What it is. Stitch is Google’s AI UI design tool. You describe a screen in plain text, and it generates a working layout for mobile or web on a live canvas. Version 3.0 adds streaming edits, so changes appear as they render rather than after a long wait, and in-place AI edits let you click into any element and prompt changes directly on the canvas. From there, one-click export sends your work to Figma, Netlify, Lovable, or Bolt.
Why it matters. The gap between “I have an idea” and “I have something to show” is where a lot of creative momentum dies. Stitch compresses that gap considerably. You are describing what you want rather than building it component by component, and you end up with something Figma-ready rather than a screenshot you then have to reconstruct by hand.
How to use it. Start with a prompt for the screen you actually need, something specific like “a mobile onboarding screen for a photo app, minimal, dark background, three steps.” Stitch renders the layout. From there, click into any section and type a follow-up prompt to change it in place, swap the typography, rework a card, adjust the hierarchy. When the screen is close enough to work from, export it to Figma and finish the details there the way you normally would. It fits naturally as a starting-point layer before your real design work begins, rather than a replacement for it.

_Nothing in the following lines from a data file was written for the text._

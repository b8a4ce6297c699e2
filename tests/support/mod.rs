#![allow(dead_code)]

use actix_http::Request;
use actix_web::dev::{Service, ServiceResponse};
use actix_web::web::Data;
use actix_web::{test as actix_test, App, Error};
use chirp::config::Config;
use chirp::db::Db;
use chirp::routes;
use chrono::{DateTime, Utc};
use serde_json::Value;
use sqlx::sqlite::{SqliteConnectOptions, SqlitePoolOptions};
use std::str::FromStr;

pub async fn test_db() -> Db {
    let opts = SqliteConnectOptions::from_str("sqlite::memory:")
        .unwrap()
        .foreign_keys(true);
    let pool = SqlitePoolOptions::new()
        .max_connections(1)
        .connect_with(opts)
        .await
        .unwrap();
    sqlx::migrate!("./migrations").run(&pool).await.unwrap();
    Db(pool)
}

pub fn test_config() -> Config {
    let uploads = std::env::temp_dir().join(format!("chirp-test-{}", uuid::Uuid::new_v4()));
    std::fs::create_dir_all(&uploads).unwrap();
    Config {
        jwt_secret: Some("test-secret".to_string()),
        uploads_dir: uploads.to_string_lossy().into_owned(),
        ..Config::default()
    }
}

pub async fn spawn_app(
    db: Db,
    cfg: Config,
) -> impl Service<Request, Response = ServiceResponse, Error = Error> {
    actix_test::init_service(
        App::new()
            .app_data(Data::new(cfg))
            .app_data(Data::new(db))
            .configure(routes::configure),
    )
    .await
}

pub async fn read_json(resp: ServiceResponse) -> Value {
    let body = actix_test::read_body(resp).await;
    serde_json::from_slice(&body).expect("response JSON")
}

pub async fn register_user(
    app: &impl Service<Request, Response = ServiceResponse, Error = Error>,
    account: &str,
    email: &str,
    password: &str,
) {
    let req = actix_test::TestRequest::post()
        .uri("/api/users")
        .set_json(serde_json::json!({
            "account": account,
            "name": account,
            "email": email,
            "password": password,
            "check_password": password,
        }))
        .to_request();
    let resp = actix_test::call_service(app, req).await;
    assert!(resp.status().is_success(), "registration failed");
}

pub async fn signin_token(
    app: &impl Service<Request, Response = ServiceResponse, Error = Error>,
    account: &str,
    password: &str,
) -> String {
    let req = actix_test::TestRequest::post()
        .uri("/api/users/signin")
        .set_json(serde_json::json!({"account": account, "password": password}))
        .to_request();
    let resp = actix_test::call_service(app, req).await;
    assert!(resp.status().is_success(), "signin failed");
    let json = read_json(resp).await;
    json["data"]["token"].as_str().expect("token").to_string()
}

pub async fn admin_signin_token(
    app: &impl Service<Request, Response = ServiceResponse, Error = Error>,
    account: &str,
    password: &str,
) -> String {
    let req = actix_test::TestRequest::post()
        .uri("/api/admin/signin")
        .set_json(serde_json::json!({"account": account, "password": password}))
        .to_request();
    let resp = actix_test::call_service(app, req).await;
    assert!(resp.status().is_success(), "admin signin failed");
    let json = read_json(resp).await;
    json["data"]["token"].as_str().expect("token").to_string()
}

/// Inserts an admin account directly; registration only ever creates plain
/// users.
pub async fn seed_admin(db: &Db, account: &str, password: &str) -> String {
    let id = uuid::Uuid::new_v4().to_string();
    let hash = chirp::auth::hash_password(password).unwrap();
    let now = Utc::now();
    sqlx::query(
        "INSERT INTO users(id, account, name, email, password_hash, introduction, role, created_at, updated_at) VALUES (?, ?, ?, ?, ?, '', 'admin', ?, ?)",
    )
    .bind(&id)
    .bind(account)
    .bind(account)
    .bind(format!("{}@example.com", account))
    .bind(&hash)
    .bind(now)
    .bind(now)
    .execute(&db.0)
    .await
    .unwrap();
    id
}

pub async fn user_id_by_account(db: &Db, account: &str) -> String {
    sqlx::query_scalar("SELECT id FROM users WHERE account = ?")
        .bind(account)
        .fetch_one(&db.0)
        .await
        .unwrap()
}

pub async fn seed_tweet(
    db: &Db,
    user_id: &str,
    description: &str,
    created_at: DateTime<Utc>,
) -> String {
    let id = uuid::Uuid::new_v4().to_string();
    sqlx::query(
        "INSERT INTO tweets(id, user_id, description, created_at, updated_at) VALUES (?, ?, ?, ?, ?)",
    )
    .bind(&id)
    .bind(user_id)
    .bind(description)
    .bind(created_at)
    .bind(created_at)
    .execute(&db.0)
    .await
    .unwrap();
    id
}

pub fn get(uri: &str, token: &str) -> Request {
    actix_test::TestRequest::get()
        .uri(uri)
        .insert_header(("Authorization", format!("Bearer {}", token)))
        .to_request()
}

pub fn post_json(uri: &str, token: &str, body: Value) -> Request {
    actix_test::TestRequest::post()
        .uri(uri)
        .insert_header(("Authorization", format!("Bearer {}", token)))
        .set_json(body)
        .to_request()
}

pub fn put_json(uri: &str, token: &str, body: Value) -> Request {
    actix_test::TestRequest::put()
        .uri(uri)
        .insert_header(("Authorization", format!("Bearer {}", token)))
        .set_json(body)
        .to_request()
}

pub fn delete(uri: &str, token: &str) -> Request {
    actix_test::TestRequest::delete()
        .uri(uri)
        .insert_header(("Authorization", format!("Bearer {}", token)))
        .to_request()
}

/// Minimal PNG file: signature plus a stub IHDR, enough for type sniffing.
pub fn png_bytes() -> Vec<u8> {
    let mut data = vec![0x89, 0x50, 0x4E, 0x47, 0x0D, 0x0A, 0x1A, 0x0A];
    data.extend_from_slice(&[0x00, 0x00, 0x00, 0x0D]);
    data.extend_from_slice(b"IHDR");
    data.extend_from_slice(&[0u8; 17]);
    data
}

pub struct MultipartBody {
    pub boundary: String,
    pub bytes: Vec<u8>,
}

impl MultipartBody {
    pub fn content_type(&self) -> String {
        format!("multipart/form-data; boundary={}", self.boundary)
    }
}

pub fn multipart_body(
    fields: &[(&str, &str)],
    files: &[(&str, &str, &[u8])],
) -> MultipartBody {
    let boundary = format!("----chirp-test-{}", uuid::Uuid::new_v4());
    let mut bytes: Vec<u8> = Vec::new();
    for (name, value) in fields {
        bytes.extend_from_slice(format!("--{}\r\n", boundary).as_bytes());
        bytes.extend_from_slice(
            format!("Content-Disposition: form-data; name=\"{}\"\r\n\r\n", name).as_bytes(),
        );
        bytes.extend_from_slice(value.as_bytes());
        bytes.extend_from_slice(b"\r\n");
    }
    for (name, filename, data) in files {
        bytes.extend_from_slice(format!("--{}\r\n", boundary).as_bytes());
        bytes.extend_from_slice(
            format!(
                "Content-Disposition: form-data; name=\"{}\"; filename=\"{}\"\r\n",
                name, filename
            )
            .as_bytes(),
        );
        bytes.extend_from_slice(b"Content-Type: application/octet-stream\r\n\r\n");
        bytes.extend_from_slice(data);
        bytes.extend_from_slice(b"\r\n");
    }
    bytes.extend_from_slice(format!("--{}--\r\n", boundary).as_bytes());
    MultipartBody { boundary, bytes }
}
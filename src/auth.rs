use crate::config::Config;
use crate::errors::ApiError;
use crate::models::user::User;
use actix_web::{dev::Payload, FromRequest, HttpRequest};
use argon2::password_hash::{rand_core::OsRng, PasswordHash, SaltString};
use argon2::{Argon2, PasswordHasher, PasswordVerifier};
use chrono::{Duration, Utc};
use futures_util::future::{err, ok, Ready};
use jsonwebtoken::{Algorithm, DecodingKey, EncodingKey, Header, Validation};
use serde::{Deserialize, Serialize};

/// Token payload: the user record minus the password hash, plus expiry.
#[derive(Debug, Clone, Serialize, Deserialize)]
pub struct Claims {
    pub sub: String, // user_id
    pub account: String,
    pub name: String,
    pub email: String,
    pub introduction: String,
    pub avatar: Option<String>,
    pub cover_image: Option<String>,
    pub role: String,
    pub exp: usize,
}

pub fn hash_password(plain: &str) -> Result<String, ApiError> {
    let salt = SaltString::generate(&mut OsRng);
    Ok(Argon2::default()
        .hash_password(plain.as_bytes(), &salt)
        .map_err(|_| ApiError::Internal)?
        .to_string())
}

pub fn verify_password(hash: &str, plain: &str) -> bool {
    let parsed = match PasswordHash::new(hash) {
        Ok(p) => p,
        Err(_) => return false,
    };
    Argon2::default()
        .verify_password(plain.as_bytes(), &parsed)
        .is_ok()
}

pub fn create_token(user: &User, cfg: &Config) -> Result<String, ApiError> {
    let exp = (Utc::now() + Duration::days(cfg.token_validity_days)).timestamp() as usize;
    let claims = Claims {
        sub: user.id.clone(),
        account: user.account.clone(),
        name: user.name.clone(),
        email: user.email.clone(),
        introduction: user.introduction.clone(),
        avatar: user.avatar.clone(),
        cover_image: user.cover_image.clone(),
        role: user.role.clone(),
        exp,
    };
    jsonwebtoken::encode(
        &Header::new(Algorithm::HS256),
        &claims,
        &EncodingKey::from_secret(cfg.jwt_secret_bytes()),
    )
    .map_err(|_| ApiError::Internal)
}

pub fn verify_token(token: &str, cfg: &Config) -> Result<Claims, ApiError> {
    let mut v = Validation::new(Algorithm::HS256);
    v.validate_exp = true;
    jsonwebtoken::decode::<Claims>(token, &DecodingKey::from_secret(cfg.jwt_secret_bytes()), &v)
        .map(|data| data.claims)
        .map_err(|_| ApiError::Unauthorized)
}

/// The acting principal, decoded from the bearer token.
#[derive(Debug, Clone)]
pub struct AuthUser {
    pub user_id: String,
    pub role: String,
}

impl FromRequest for AuthUser {
    type Error = ApiError;
    type Future = Ready<Result<Self, Self::Error>>;

    fn from_request(req: &HttpRequest, _: &mut Payload) -> Self::Future {
        let cfg = req.app_data::<actix_web::web::Data<Config>>().unwrap();
        if let Some(h) = req.headers().get("Authorization") {
            if let Ok(s) = h.to_str() {
                if let Some(token) = s.strip_prefix("Bearer ") {
                    if let Ok(claims) = verify_token(token, cfg) {
                        return ok(AuthUser {
                            user_id: claims.sub,
                            role: claims.role,
                        });
                    }
                }
            }
        }
        err(ApiError::Unauthorized)
    }
}
use crate::{auth::AuthUser, db::Db, errors::ApiError};
use actix_web::{web, HttpResponse};
use chrono::Utc;
use serde::Deserialize;

#[derive(Deserialize)]
pub struct FollowReq {
    pub id: String,
}

pub async fn follow(
    db: web::Data<Db>,
    user: AuthUser,
    body: web::Json<FollowReq>,
) -> Result<HttpResponse, ApiError> {
    if body.id == user.user_id {
        return Err(ApiError::BadRequest("You cannot follow yourself".into()));
    }
    sqlx::query("SELECT 1 FROM users WHERE id = ?")
        .bind(&body.id)
        .fetch_optional(&db.0)
        .await?
        .ok_or_else(|| ApiError::NotFound("User not found".into()))?;

    let res =
        sqlx::query("INSERT INTO followships(follower_id, following_id, created_at) VALUES (?, ?, ?)")
            .bind(&user.user_id)
            .bind(&body.id)
            .bind(Utc::now())
            .execute(&db.0)
            .await;

    match res {
        Ok(_) => Ok(HttpResponse::Ok().finish()),
        Err(sqlx::Error::Database(db_err)) if db_err.is_unique_violation() => Err(
            ApiError::Conflict("You are already following this user".into()),
        ),
        Err(e) => Err(e.into()),
    }
}

pub async fn unfollow(
    db: web::Data<Db>,
    user: AuthUser,
    path: web::Path<String>,
) -> Result<HttpResponse, ApiError> {
    let following_id = path.into_inner();
    let res = sqlx::query("DELETE FROM followships WHERE follower_id = ? AND following_id = ?")
        .bind(&user.user_id)
        .bind(&following_id)
        .execute(&db.0)
        .await?;
    if res.rows_affected() == 0 {
        return Err(ApiError::NotFound(
            "You are not following this user".into(),
        ));
    }
    Ok(HttpResponse::Ok().finish())
}
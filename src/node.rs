//! Peer node identity: enode text form, wire form, and the synthetic-id
//! fallback for endpoints configured without key material.

use std::fmt;
use std::hash::{Hash, Hasher};
use std::net::IpAddr;
use std::str::FromStr;

use rlp::{Rlp, RlpStream};
use serde::{Deserialize, Serialize};

use crate::crypto::synthetic_node_id;
use crate::error::{ChainError, Result};

/// The only URI scheme a peer identity string may carry.
pub const ENODE_SCHEME: &str = "enode";

/// A network peer, as seen by discovery and handshake logic.
///
/// Equality and hashing are defined solely by the id bytes; two nodes that
/// moved between addresses still compare equal, and an empty id is a legal
/// "not yet identified" value rather than an error state.
#[derive(Debug, Clone, Serialize, Deserialize)]
pub struct Node {
    id: Vec<u8>,
    pub host: String,
    pub port: u16,
    synthetic: bool,
}

impl Node {
    pub fn new(id: Vec<u8>, host: String, port: u16) -> Self {
        Node {
            id,
            host,
            port,
            synthetic: false,
        }
    }

    /// Parses either an `enode://<hex-id>@host:port` URL or a bare
    /// `host:port` address.
    ///
    /// The bare form carries no key material, so a placeholder id is derived
    /// by reading `keccak256(text)` as a secret key and taking the resulting
    /// public key bytes. The same text yields a byte-identical id on every
    /// call; nodes built this way are flagged [`Node::is_synthetic`].
    pub fn parse(text: &str) -> Result<Self> {
        if let Some((scheme, rest)) = text.split_once("://") {
            if scheme != ENODE_SCHEME {
                return Err(ChainError::Format(format!(
                    "Expecting URL in the format enode://PUBKEY@HOST:PORT, got scheme '{}'",
                    scheme
                )));
            }
            let (hex_id, address) = rest.split_once('@').ok_or_else(|| {
                ChainError::Format(
                    "Expecting URL in the format enode://PUBKEY@HOST:PORT".to_string(),
                )
            })?;
            let id = hex::decode(hex_id)?;
            let (host, port) = split_host_port(address)?;
            return Ok(Node::new(id, host, port));
        }

        let (host, port) = split_host_port(text)?;
        let id = synthetic_node_id(text)?;
        Ok(Node {
            id: id.to_vec(),
            host,
            port,
            synthetic: true,
        })
    }

    /// Decodes a wire record: `[host, udp_port, tcp_port]` or
    /// `[host, udp_port, tcp_port, id]`. The 3-element form is a
    /// discovery-only endpoint and yields an empty id.
    pub fn from_wire(bytes: &[u8]) -> Result<Self> {
        let rlp = Rlp::new(bytes);
        let count = rlp.item_count()?;
        if count < 3 {
            return Err(ChainError::Format(format!(
                "Node record needs at least 3 elements, got {}",
                count
            )));
        }
        let host_bytes: Vec<u8> = rlp.val_at(0)?;
        let port: u16 = rlp.val_at(1)?;
        let id = if count > 3 {
            rlp.val_at(count - 1)?
        } else {
            Vec::new()
        };
        Ok(Node {
            id,
            host: bytes_to_host(&host_bytes)?,
            port,
            synthetic: false,
        })
    }

    /// Full wire record `[host, udp_port, tcp_port, id]`. Both port slots
    /// carry the node's single configured port.
    pub fn to_wire(&self) -> Vec<u8> {
        let mut s = RlpStream::new_list(4);
        s.append(&host_to_bytes(&self.host));
        s.append(&self.port);
        s.append(&self.port);
        s.append(&self.id);
        s.out().to_vec()
    }

    /// Brief wire record `[host, udp_port, tcp_port]`, used where only the
    /// endpoint matters (discovery targets).
    pub fn to_wire_brief(&self) -> Vec<u8> {
        let mut s = RlpStream::new_list(3);
        s.append(&host_to_bytes(&self.host));
        s.append(&self.port);
        s.append(&self.port);
        s.out().to_vec()
    }

    pub fn id(&self) -> &[u8] {
        &self.id
    }

    /// Lowercase hex rendering of the id bytes.
    pub fn hex_id(&self) -> String {
        hex::encode(&self.id)
    }

    /// True when the id was derived from the address text rather than a
    /// real key. Metadata only; never part of equality.
    pub fn is_synthetic(&self) -> bool {
        self.synthetic
    }
}

impl FromStr for Node {
    type Err = ChainError;

    fn from_str(s: &str) -> Result<Self> {
        Node::parse(s)
    }
}

impl fmt::Display for Node {
    fn fmt(&self, f: &mut fmt::Formatter<'_>) -> fmt::Result {
        if self.host.contains(':') {
            write!(f, "enode://{}@[{}]:{}", self.hex_id(), self.host, self.port)
        } else {
            write!(f, "enode://{}@{}:{}", self.hex_id(), self.host, self.port)
        }
    }
}

impl PartialEq for Node {
    fn eq(&self, other: &Self) -> bool {
        self.id == other.id
    }
}

impl Eq for Node {}

impl Hash for Node {
    fn hash<H: Hasher>(&self, state: &mut H) {
        self.id.hash(state);
    }
}

/// Splits `host:port`, accepting bracketed IPv6 literals (`[::1]:30303`).
fn split_host_port(address: &str) -> Result<(String, u16)> {
    let (host, port_text) = if let Some(rest) = address.strip_prefix('[') {
        let (host, tail) = rest.split_once(']').ok_or_else(|| {
            ChainError::Format(format!("Unterminated IPv6 literal in '{}'", address))
        })?;
        let port_text = tail.strip_prefix(':').ok_or_else(|| {
            ChainError::Format(format!("Missing port in '{}'", address))
        })?;
        (host, port_text)
    } else {
        address
            .rsplit_once(':')
            .ok_or_else(|| ChainError::Format(format!("Missing port in '{}'", address)))?
    };
    if host.is_empty() {
        return Err(ChainError::Format(format!("Missing host in '{}'", address)));
    }
    let port = port_text
        .parse::<u16>()
        .map_err(|_| ChainError::Format(format!("Invalid port '{}'", port_text)))?;
    Ok((host.to_string(), port))
}

/// IP literals travel as their raw octets (4 for v4, 16 for v6); anything
/// else passes through as UTF-8 hostname bytes.
fn host_to_bytes(host: &str) -> Vec<u8> {
    match host.parse::<IpAddr>() {
        Ok(IpAddr::V4(ip)) => ip.octets().to_vec(),
        Ok(IpAddr::V6(ip)) => ip.octets().to_vec(),
        Err(_) => host.as_bytes().to_vec(),
    }
}

fn bytes_to_host(bytes: &[u8]) -> Result<String> {
    if let Ok(octets) = <[u8; 4]>::try_from(bytes) {
        return Ok(IpAddr::from(octets).to_string());
    }
    if let Ok(octets) = <[u8; 16]>::try_from(bytes) {
        return Ok(IpAddr::from(octets).to_string());
    }
    String::from_utf8(bytes.to_vec())
        .map_err(|_| ChainError::Format("Host bytes are not valid UTF-8".to_string()))
}
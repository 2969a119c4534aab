//! Mchain core — consensus rules and identity primitives for an Mchain node
//!
//! This crate answers two questions the rest of the node depends on:
//! which protocol rules apply at block N, and how peer and block
//! identities are represented on the wire.
//!
//! # Architecture
//!
//! ## Consensus Rules
//! - [`rules`] - Fork rule sets (the decorator chain), gas schedules,
//!   network constants, and the activation schedule that maps block
//!   heights to rule sets
//!
//! ## Identity & Wire Types
//! - [`node`] - Peer identity: enode URLs, synthetic-id fallback, wire
//!   records
//! - [`block`] - Block identifiers and the header view the difficulty
//!   rules read
//! - [`transaction`] - The signature/chain-tag view of a transaction the
//!   rules inspect
//!
//! ## Cryptography
//! - [`crypto`] - Keccak-256 and secp256k1 node keys
//!
//! ## Configuration & Utilities
//! - [`config`] - Network settings and fork-schedule assembly
//! - [`error`] - Error types
//!
//! Everything here is immutable after construction and shared by reference
//! across validation and execution workers; no operation blocks or
//! performs I/O (settings loading excepted).

#![forbid(unsafe_code)]

// ============================================================================
// Consensus Rules
// ============================================================================
pub mod rules;

// ============================================================================
// Identity & Wire Types
// ============================================================================
pub mod block;
pub mod node;
pub mod transaction;

// ============================================================================
// Cryptography
// ============================================================================
pub mod crypto;

// ============================================================================
// Configuration & Utilities
// ============================================================================
pub mod config;
pub mod error;
//! Per-opcode gas price schedules.
//!
//! Each fork owns one flattened, immutable [`GasSchedule`]: a fork's table
//! is built from its parent's with struct-update syntax at construction
//! time, so a live lookup never walks the fork chain.

/// The price table consulted once per executed opcode. All prices are
/// non-negative and fixed for the lifetime of the fork that owns them.
#[derive(Debug, Clone, PartialEq, Eq)]
pub struct GasSchedule {
    // Tier prices shared by large opcode groups.
    pub zero: u64,
    pub base: u64,
    pub very_low: u64,
    pub low: u64,
    pub mid: u64,
    pub high: u64,
    pub ext: u64,

    // Account and storage access.
    pub balance: u64,
    pub sload: u64,
    pub sstore_set: u64,
    pub sstore_reset: u64,
    pub sstore_refund: u64,
    pub ext_code_size: u64,
    pub ext_code_copy: u64,

    // Hashing.
    pub sha3: u64,
    pub sha3_word: u64,

    // Calls and creation.
    pub call: u64,
    pub call_stipend: u64,
    pub call_value: u64,
    pub new_account: u64,
    pub create: u64,
    pub create_data: u64,
    pub self_destruct: u64,
    pub self_destruct_new_account: u64,
    pub self_destruct_refund: u64,

    // Memory and copying.
    pub memory: u64,
    pub quad_coeff_div: u64,
    pub copy: u64,

    // Logging.
    pub log: u64,
    pub log_topic: u64,
    pub log_data: u64,

    // Arithmetic specials.
    pub exp: u64,
    pub exp_byte: u64,
    pub jumpdest: u64,

    // Intrinsic transaction costs.
    pub tx: u64,
    pub tx_create: u64,
    pub tx_zero_data: u64,
    pub tx_non_zero_data: u64,
}

impl GasSchedule {
    /// The genesis price table. Every later fork derives its own table
    /// from an ancestor's with only the repriced entries changed.
    pub fn frontier() -> Self {
        GasSchedule {
            zero: 0,
            base: 2,
            very_low: 3,
            low: 5,
            mid: 8,
            high: 10,
            ext: 20,
            balance: 20,
            sload: 50,
            sstore_set: 20_000,
            sstore_reset: 5_000,
            sstore_refund: 15_000,
            ext_code_size: 20,
            ext_code_copy: 20,
            sha3: 30,
            sha3_word: 6,
            call: 40,
            call_stipend: 2_300,
            call_value: 9_000,
            new_account: 25_000,
            create: 32_000,
            create_data: 200,
            self_destruct: 0,
            self_destruct_new_account: 0,
            self_destruct_refund: 24_000,
            memory: 3,
            quad_coeff_div: 512,
            copy: 3,
            log: 375,
            log_topic: 375,
            log_data: 8,
            exp: 10,
            exp_byte: 10,
            jumpdest: 1,
            tx: 21_000,
            tx_create: 53_000,
            tx_zero_data: 4,
            tx_non_zero_data: 68,
        }
    }
}

/// The "all but one 64th" cap on gas forwarded into sub-calls:
/// `available - floor(available / 64)`. Bounds how much of the remaining
/// budget a frame may hand to a child, so a caller always retains enough
/// gas to finish its own frame.
pub fn all_but_one_64th(available: u64) -> u64 {
    available - available / 64
}
//! The gas-repricing fork. Introduces the all-but-one-64th cap on gas
//! forwarded into sub-frames and raises the prices of the state-access
//! opcodes whose old prices made cheap denial-of-service spam possible.

use std::sync::Arc;

use primitive_types::U256;

use crate::block::HeaderView;
use crate::rules::constants::{Constants, ForkTransfer, HeaderCheckpoint, MiningAlgorithm};
use crate::rules::gas::{all_but_one_64th, GasSchedule};
use crate::rules::{CallKind, ForkRules};
use crate::transaction::TxView;

#[derive(Debug)]
pub struct TangerineWhistle {
    parent: Arc<dyn ForkRules>,
    schedule: GasSchedule,
}

impl TangerineWhistle {
    pub fn new(parent: Arc<dyn ForkRules>) -> Self {
        let schedule = GasSchedule {
            balance: 400,
            ext_code_size: 700,
            ext_code_copy: 700,
            sload: 200,
            call: 700,
            self_destruct: 5_000,
            self_destruct_new_account: 25_000,
            ..parent.gas_schedule().clone()
        };
        TangerineWhistle { parent, schedule }
    }
}

impl ForkRules for TangerineWhistle {
    fn name(&self) -> &'static str {
        "tangerine_whistle"
    }

    /// Grants at most all-but-one-64th of the available gas, so a caller
    /// can no longer strand itself by forwarding its whole budget.
    fn call_gas(&self, _kind: CallKind, requested: u64, available: u64) -> u64 {
        std::cmp::min(requested, all_but_one_64th(available))
    }

    /// Creation always forwards the capped amount.
    fn create_gas(&self, available: u64) -> u64 {
        all_but_one_64th(available)
    }

    fn gas_schedule(&self) -> &GasSchedule {
        &self.schedule
    }

    /// This fork predates replay tagging: a chain-tagged transaction is
    /// rejected outright, whatever the parent would have said.
    fn accepts_transaction_signature(&self, tx: &TxView<'_>) -> bool {
        self.parent.accepts_transaction_signature(tx) && tx.chain_id.is_none()
    }

    fn transaction_cost(&self, tx: &TxView<'_>) -> u64 {
        self.parent.transaction_cost(tx)
    }

    fn chain_id(&self) -> Option<u64> {
        None
    }

    fn rules_for(&self, _height: u64) -> &dyn ForkRules {
        self
    }

    fn constants(&self) -> &Constants {
        self.parent.constants()
    }

    fn mining_algorithm(&self) -> MiningAlgorithm {
        self.parent.mining_algorithm()
    }

    fn calc_difficulty(&self, header: &HeaderView, parent: &HeaderView) -> U256 {
        self.parent.calc_difficulty(header, parent)
    }

    fn difficulty_multiplier(&self, header: &HeaderView, parent: &HeaderView) -> i64 {
        self.parent.difficulty_multiplier(header, parent)
    }

    fn difficulty_bomb_exponent(&self, header: &HeaderView) -> i64 {
        self.parent.difficulty_bomb_exponent(header)
    }

    fn hard_fork_transfers(&self, height: u64) -> &[ForkTransfer] {
        self.parent.hard_fork_transfers(height)
    }

    fn extra_data(&self, proposed: Vec<u8>, height: u64) -> Vec<u8> {
        self.parent.extra_data(proposed, height)
    }

    fn header_checkpoints(&self) -> &[HeaderCheckpoint] {
        self.parent.header_checkpoints()
    }

    // Toggles the fork predates are pinned off; the rest follow the parent.

    fn clears_empty_accounts(&self) -> bool {
        self.parent.clears_empty_accounts()
    }

    fn has_modexp_precompile(&self) -> bool {
        self.parent.has_modexp_precompile()
    }

    fn has_revert_opcode(&self) -> bool {
        false
    }

    fn has_return_data_opcodes(&self) -> bool {
        false
    }

    fn has_pairing_precompile(&self) -> bool {
        self.parent.has_pairing_precompile()
    }

    fn has_ec_arith_precompiles(&self) -> bool {
        self.parent.has_ec_arith_precompiles()
    }

    fn has_static_call(&self) -> bool {
        false
    }

    fn has_receipt_status(&self) -> bool {
        false
    }
}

Limits. Generated UI tends to need real design judgment applied afterward. Component naming, spacing systems, and responsive behavior will not come out production-ready, so plan for cleanup time in Figma. It works best when your prompt is precise. Vague inputs produce generic results, and the more specific your product’s visual language, the harder it is to get Stitch close without a lot of back-and-forth. It is also a Google Labs product, which historically means availability and feature continuity can shift.